With all due respect I find it hard to believe that 4-5 month old puppy is being aggressive but it's also equally hard to tell what's actually going on without actually seeing the puppy. I understand your concern I can imagine it would be very difficult to live with a dog when no trust is given and it's great to hear that you don't want to give up. I think it's possible to bond with dogs at any age. Some of the strongest bonds come from rescue dogs that were adopted at an old age. If I may ask what was the advice that was given by the trainers on how to deal with the behavior?


----------



## beckymnd

As cfriend mentions, an 18 week old puppy will absolutely not be aggressive. This is all down to training, and YOU. How you manage the puppy. 

In some very rare circumstances, it could be that he has no bite inhibition, for example, if he was removed from the mother & litter far too early and therefore wasn't given the opportunity as a young puppy to learn. However this is something YOU can teach him, if this is the case.

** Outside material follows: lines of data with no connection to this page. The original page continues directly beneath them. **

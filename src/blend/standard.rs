//! Table driven tier, lightness is quantized into contrast table buckets
use super::{
    kernel::{source_coverage, source_over, Source, Target},
    Tables,
};
use crate::{contrast::ContrastTable, RGBA};

#[derive(Debug)]
pub struct StandardBlender<'a> {
    tables: &'a Tables,
    contrast: Option<&'a ContrastTable>,
    lum_fix: bool,
}

impl<'a> StandardBlender<'a> {
    pub fn new(tables: &'a Tables, contrast: Option<&'a ContrastTable>, lum_fix: bool) -> Self {
        Self {
            tables,
            contrast,
            lum_fix,
        }
    }

    pub fn blend(&mut self, src: &Source, dst: RGBA, coverage: u8) -> RGBA {
        let ca = source_coverage(coverage, src.alpha());
        if ca == 0 {
            return dst;
        }
        let dst = Target::new(self.tables, dst);
        let ca = match self.contrast {
            Some(table) if dst.color.alpha() != 0 => {
                table.correct(src.lightness, dst.lightness, ca)
            }
            _ => ca,
        };
        source_over(self.tables, src, &dst, ca, self.lum_fix)
    }
}
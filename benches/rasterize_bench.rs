#![deny(warnings)]

use criterion::{criterion_group, criterion_main, BenchmarkId, Criterion, Throughput};
use scanblend::*;
use std::{f64::consts::PI, hint::black_box, time::Duration};

/// Star polygon with many self intersecting edges
fn star(center: Point, radius: Scalar, points: usize) -> Path {
    let mut builder = Path::builder();
    let step = PI * (points / 2 - 1) as Scalar / points as Scalar * 2.0;
    for index in 0..points {
        let angle = step * index as Scalar;
        let p = Point::new(
            center.x() + radius * angle.cos(),
            center.y() + radius * angle.sin(),
        );
        if index == 0 {
            builder.move_to(p);
        } else {
            builder.line_to(p);
        }
    }
    builder.close();
    builder.build()
}

/// Rasterize path and consume every tile
fn sweep(path: &Path, rule: FillRule, bounds: BBox, buffer: &mut [u8]) -> usize {
    let mut rasterizer = Rasterizer::acquire(bounds, rule);
    path.emit(&mut rasterizer);
    let Some(mut tiles) = rasterizer.end_rendering() else {
        return 0;
    };
    let stride = tiles.tile_width();
    while !tiles.is_done() {
        if tiles.typical_alpha() == tile::ALPHA_PARTIAL {
            tiles.fill_alpha(buffer, 0, stride);
        }
        tiles.advance();
    }
    let count = tiles.tiles();
    tiles.dispose();
    count
}

fn rasterize_benchmark(c: &mut Criterion) {
    let bounds = BBox::from_size(512, 512);
    let size = config().tile_size();
    let mut buffer = vec![0u8; size * size];
    let circle = Path::builder()
        .move_to((256.0, 256.0))
        .circle(200.0)
        .build();

    let mut group = c.benchmark_group("rasterize");
    group.throughput(Throughput::Elements(1));
    group.bench_function("circle", |b| {
        b.iter(|| sweep(black_box(&circle), FillRule::NonZero, bounds, &mut buffer))
    });
    for points in [11, 101, 1001] {
        let path = star(Point::new(256.0, 256.0), 250.0, points);
        for rule in [FillRule::NonZero, FillRule::EvenOdd] {
            let id = BenchmarkId::new(format!("star {:?}", rule), points);
            group.bench_with_input(id, &path, |b, path| {
                b.iter(|| sweep(path, rule, bounds, &mut buffer))
            });
        }
    }
    group.finish()
}

criterion_group!(
    name = rasterize;
    config = Criterion::default().sample_size(20).warm_up_time(Duration::new(1, 0));
    targets = rasterize_benchmark
);
criterion_main!(rasterize);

You mention "humping and snarling temper tantrums complete with biting" - this sounds like a VERY bored puppy. Humping is a sign of over-excitement. I'm fairly certain the 'snarling' you are describing will be him desperately wanting to play, especially if there's some barking involved. Biting, again, is a sign of over-excitement, or frustration as he wants to play!

How long do you walk him for each day? (Road walks, on-lead)
How long do you play with him outside each day? (Fetch, free-running in the garden)
How long do you spend doing training sessions each day? 
Do you give him things to occupy himself with while you cannot be entertaining him? (E.g Puzzle toys, Kongs, Snufflemats, edible chews)

How do you manage him when he does bite? What do you do to 'correct' this behaviour or stop it from happening? It's VERY common for puppies to bite at a young age - it needs to be managed well on YOUR PART, to ensure it doesn't continue into adult life.

I strongly recommend you work with a positive reward based trainer, who can assist you with applying R+ & Extinction techniques to work with your puppy. 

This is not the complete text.